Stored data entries
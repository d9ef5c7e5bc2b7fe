//! Export, import and sharing of loadouts as JSON documents
//!
//! Documents embed full catalog values (base item, attachments, skin, theme),
//! so they re-import without loss even if the catalog has moved on.

use crate::loadout::Loadout;
use std::fs;
use std::path::Path;
use thiserror::Error;

/// Export/import error
#[derive(Error, Debug)]
pub enum ExportError {
    #[error("Failed to encode or decode document: {0}")]
    Json(#[from] serde_json::Error),
    #[error("Failed to write export file: {0}")]
    Io(#[from] std::io::Error),
}

/// Serialize one loadout
pub fn export_loadout(loadout: &Loadout) -> Result<String, ExportError> {
    Ok(serde_json::to_string_pretty(loadout)?)
}

/// Serialize a whole collection
pub fn export_collection(loadouts: &[Loadout]) -> Result<String, ExportError> {
    Ok(serde_json::to_string_pretty(loadouts)?)
}

/// Human-copyable text for sharing one loadout
pub fn share_text(loadout: &Loadout) -> Result<String, ExportError> {
    export_loadout(loadout)
}

pub fn import_loadout(document: &str) -> Result<Loadout, ExportError> {
    Ok(serde_json::from_str(document)?)
}

pub fn import_collection(document: &str) -> Result<Vec<Loadout>, ExportError> {
    Ok(serde_json::from_str(document)?)
}

/// File name for a single exported loadout: `loadout-<slug>.json`
///
/// The slug keeps ASCII letters, digits, `-` and `_`; every other run of
/// characters becomes a single `-`, so the name can never leave the export
/// directory.
pub fn loadout_file_name(loadout: &Loadout) -> String {
    let mut slug = String::with_capacity(loadout.name().len());
    for c in loadout.name().chars() {
        if c.is_ascii_alphanumeric() || c == '_' {
            slug.push(c.to_ascii_lowercase());
        } else if !slug.is_empty() && !slug.ends_with('-') {
            slug.push('-');
        }
    }
    let slug = slug.trim_end_matches('-');
    let slug = if slug.is_empty() { "loadout" } else { slug };
    format!("loadout-{}.json", slug)
}

/// File name for an exported collection: `armory-loadouts-<millis>.json`
pub fn collection_file_name(timestamp_millis: i64) -> String {
    format!("armory-loadouts-{}.json", timestamp_millis)
}

/// Write a document into `dir`, returning the full path
pub fn write_export(dir: &Path, file_name: &str, document: &str) -> Result<std::path::PathBuf, ExportError> {
    fs::create_dir_all(dir)?;
    let path = dir.join(file_name);
    fs::write(&path, document)?;
    tracing::info!(path = %path.display(), "export written");
    Ok(path)
}

#[cfg(test)]
mod tests {
    use super::*;
    use crate::catalog::{Attachment, BaseItem, ColorTheme, Skin};
    use crate::types::{LoadoutId, Rarity, SlotCategory, StatMap};
    use chrono::{TimeZone, Utc};

    fn sample() -> Loadout {
        let mut loadout = Loadout::new();
        loadout.set_name("Night  Shift".to_string());
        loadout.set_base_item(BaseItem {
            id: "phantom-smg".to_string(),
            name: "Phantom SMG".to_string(),
            kind: "smg".to_string(),
            rarity: Rarity::Rare,
            base_stats: StatMap::from([("stealth".to_string(), 70)]),
            energy_capacity: 100,
            description: "Compact".to_string(),
        });
        loadout.equip(
            SlotCategory::Muzzle,
            Attachment {
                id: "silencer-1".to_string(),
                category: SlotCategory::Muzzle,
                name: "Silencer".to_string(),
                rarity: Rarity::Rare,
                tier: 2,
                stat_modifiers: StatMap::from([("stealth".to_string(), 15)]),
                energy_cost: 8,
                locked: false,
                description: String::new(),
            },
        );
        loadout.set_skin(Some(Skin {
            id: "urban-camo".to_string(),
            name: "Urban Camo".to_string(),
            rarity: Rarity::Common,
            description: String::new(),
        }));
        loadout.set_color_theme(Some(ColorTheme {
            id: "cyber-blue".to_string(),
            name: "Cyber Blue".to_string(),
            primary: "#00d4ff".to_string(),
            accent: "#0066ff".to_string(),
            glow: "#00ffff".to_string(),
        }));
        loadout.set_id(LoadoutId::from("loadout-1"));
        let at = Utc.with_ymd_and_hms(2026, 3, 1, 12, 0, 0).unwrap();
        loadout.set_created_at(at);
        loadout.touch(at);
        loadout
    }

    #[test]
    fn test_loadout_round_trip_keeps_every_field() {
        let loadout = sample();
        let document = export_loadout(&loadout).unwrap();
        assert!(document.contains("\"baseItem\""));
        assert!(document.contains("\"energyCost\": 8"));
        assert_eq!(import_loadout(&document).unwrap(), loadout);
    }

    #[test]
    fn test_collection_round_trip() {
        let loadouts = vec![sample(), Loadout::new()];
        let document = export_collection(&loadouts).unwrap();
        assert_eq!(import_collection(&document).unwrap(), loadouts);
    }

    #[test]
    fn test_garbage_is_rejected() {
        assert!(matches!(import_loadout("[1, 2"), Err(ExportError::Json(_))));
    }

    #[test]
    fn test_file_names() {
        assert_eq!(loadout_file_name(&sample()), "loadout-night-shift.json");
        assert_eq!(collection_file_name(1700000000000), "armory-loadouts-1700000000000.json");
    }

    #[test]
    fn test_file_name_strips_path_characters() {
        let mut loadout = Loadout::new();
        loadout.set_name("AK/47 Build".to_string());
        assert_eq!(loadout_file_name(&loadout), "loadout-ak-47-build.json");

        loadout.set_name("../..\\ --".to_string());
        assert_eq!(loadout_file_name(&loadout), "loadout-loadout.json");

        loadout.set_name("Ghost_Runner ★ v2".to_string());
        assert_eq!(loadout_file_name(&loadout), "loadout-ghost_runner-v2.json");
    }

    #[test]
    fn test_write_export_with_slash_in_name() {
        let dir = tempfile::tempdir().unwrap();
        let mut loadout = sample();
        loadout.set_name("AK/47 Build".to_string());

        let path = write_export(dir.path(), &loadout_file_name(&loadout), &share_text(&loadout).unwrap()).unwrap();
        assert_eq!(path.parent(), Some(dir.path()));
        assert!(path.exists());
    }

    #[test]
    fn test_write_export() {
        let dir = tempfile::tempdir().unwrap();
        let loadout = sample();
        let path = write_export(
            dir.path(),
            &loadout_file_name(&loadout),
            &share_text(&loadout).unwrap(),
        )
        .unwrap();

        let written = fs::read_to_string(path).unwrap();
        assert_eq!(import_loadout(&written).unwrap(), loadout);
    }
}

TRY IT
Please return every line of the records above that contains the word "sample".

ANSWER AREA
    fn sample() -> Loadout {
        let loadout = sample();
        let loadouts = vec![sample(), Loadout::new()];
        assert_eq!(loadout_file_name(&sample()), "loadout-night-shift.json");
        let mut loadout = sample();
        let loadout = sample();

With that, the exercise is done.